-- Opening Marker --

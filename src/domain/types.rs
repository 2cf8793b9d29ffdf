// ==========================================
// 地铁列车夜间入役排班系统 - 领域类型定义
// ==========================================
// 依据: Induction_Rules_v1.0.md - 0.1 三态分配体系
// 依据: Field_Mapping_v1.0.md - branding_need 口径
// ==========================================

use serde::{Deserialize, Serialize};
use std::fmt;

// ==========================================
// 分配状态 (Assignment)
// ==========================================
// 红线: 三态互斥,每列车当晚有且只有一个状态
#[derive(Debug, Clone, Copy, PartialEq, Eq, Hash, Serialize, Deserialize)]
pub enum Assignment {
    Service,     // 入役运营
    Standby,     // 备用待命
    Maintenance, // 检修停运
}

impl fmt::Display for Assignment {
    fn fmt(&self, f: &mut fmt::Formatter<'_>) -> fmt::Result {
        match self {
            Assignment::Service => write!(f, "Service"),
            Assignment::Standby => write!(f, "Standby"),
            Assignment::Maintenance => write!(f, "Maintenance"),
        }
    }
}

// ==========================================
// 品牌曝光需求 (Branding Need)
// ==========================================
// 依据: Field_Mapping_v1.0.md - 广告合同字段
// 红线: 仅透传用于下游报表,不参与分配规则
#[derive(Debug, Clone, Copy, PartialEq, Eq, Hash, Serialize, Deserialize)]
pub enum BrandingNeed {
    High, // 高曝光合同
    Low,  // 普通合同
    None, // 无合同
}

impl BrandingNeed {
    /// 从文本值解析（大小写不敏感）
    ///
    /// # 规则
    /// - "high"/"low"/"none" → 对应枚举值
    /// - 其他 → None（无法识别,由调用方决定是否报错）
    pub fn parse(value: &str) -> Option<Self> {
        match value.to_ascii_lowercase().as_str() {
            "high" => Some(BrandingNeed::High),
            "low" => Some(BrandingNeed::Low),
            "none" => Some(BrandingNeed::None),
            _ => Option::None,
        }
    }
}

impl fmt::Display for BrandingNeed {
    fn fmt(&self, f: &mut fmt::Formatter<'_>) -> fmt::Result {
        match self {
            BrandingNeed::High => write!(f, "High"),
            BrandingNeed::Low => write!(f, "Low"),
            BrandingNeed::None => write!(f, "None"),
        }
    }
}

-- Closing Marker --

- _Exercise objective_
Transcribe the whole listing word for word.

- _Task output_
filename src/domain/types.rs
repository 2cf8793b9d29ffdf
// ==========================================
// 地铁列车夜间入役排班系统 - 领域类型定义
// ==========================================
// 依据: Induction_Rules_v1.0.md - 0.1 三态分配体系
// 依据: Field_Mapping_v1.0.md - branding_need 口径
// ==========================================

use serde::{Deserialize, Serialize};
use std::fmt;

// ==========================================
// 分配状态 (Assignment)
// ==========================================
// 红线: 三态互斥,每列车当晚有且只有一个状态
#[derive(Debug, Clone, Copy, PartialEq, Eq, Hash, Serialize, Deserialize)]
pub enum Assignment {
    Service,     // 入役运营
    Standby,     // 备用待命
    Maintenance, // 检修停运
}

impl fmt::Display for Assignment {
    fn fmt(&self, f: &mut fmt::Formatter<'_>) -> fmt::Result {
        match self {
            Assignment::Service => write!(f, "Service"),
            Assignment::Standby => write!(f, "Standby"),
            Assignment::Maintenance => write!(f, "Maintenance"),
        }
    }
}

// ==========================================
// 品牌曝光需求 (Branding Need)
// ==========================================
// 依据: Field_Mapping_v1.0.md - 广告合同字段
// 红线: 仅透传用于下游报表,不参与分配规则
#[derive(Debug, Clone, Copy, PartialEq, Eq, Hash, Serialize, Deserialize)]
pub enum BrandingNeed {
    High, // 高曝光合同
    Low,  // 普通合同
    None, // 无合同
}

impl BrandingNeed {
    /// 从文本值解析（大小写不敏感）
    ///
    /// # 规则
    /// - "high"/"low"/"none" → 对应枚举值
    /// - 其他 → None（无法识别,由调用方决定是否报错）
    pub fn parse(value: &str) -> Option<Self> {
        match value.to_ascii_lowercase().as_str() {
            "high" => Some(BrandingNeed::High),
            "low" => Some(BrandingNeed::Low),
            "none" => Some(BrandingNeed::None),
            _ => Option::None,
        }
    }
}

impl fmt::Display for BrandingNeed {
    fn fmt(&self, f: &mut fmt::Formatter<'_>) -> fmt::Result {
        match self {
            BrandingNeed::High => write!(f, "High"),
            BrandingNeed::Low => write!(f, "Low"),
            BrandingNeed::None => write!(f, "None"),
        }
    }
}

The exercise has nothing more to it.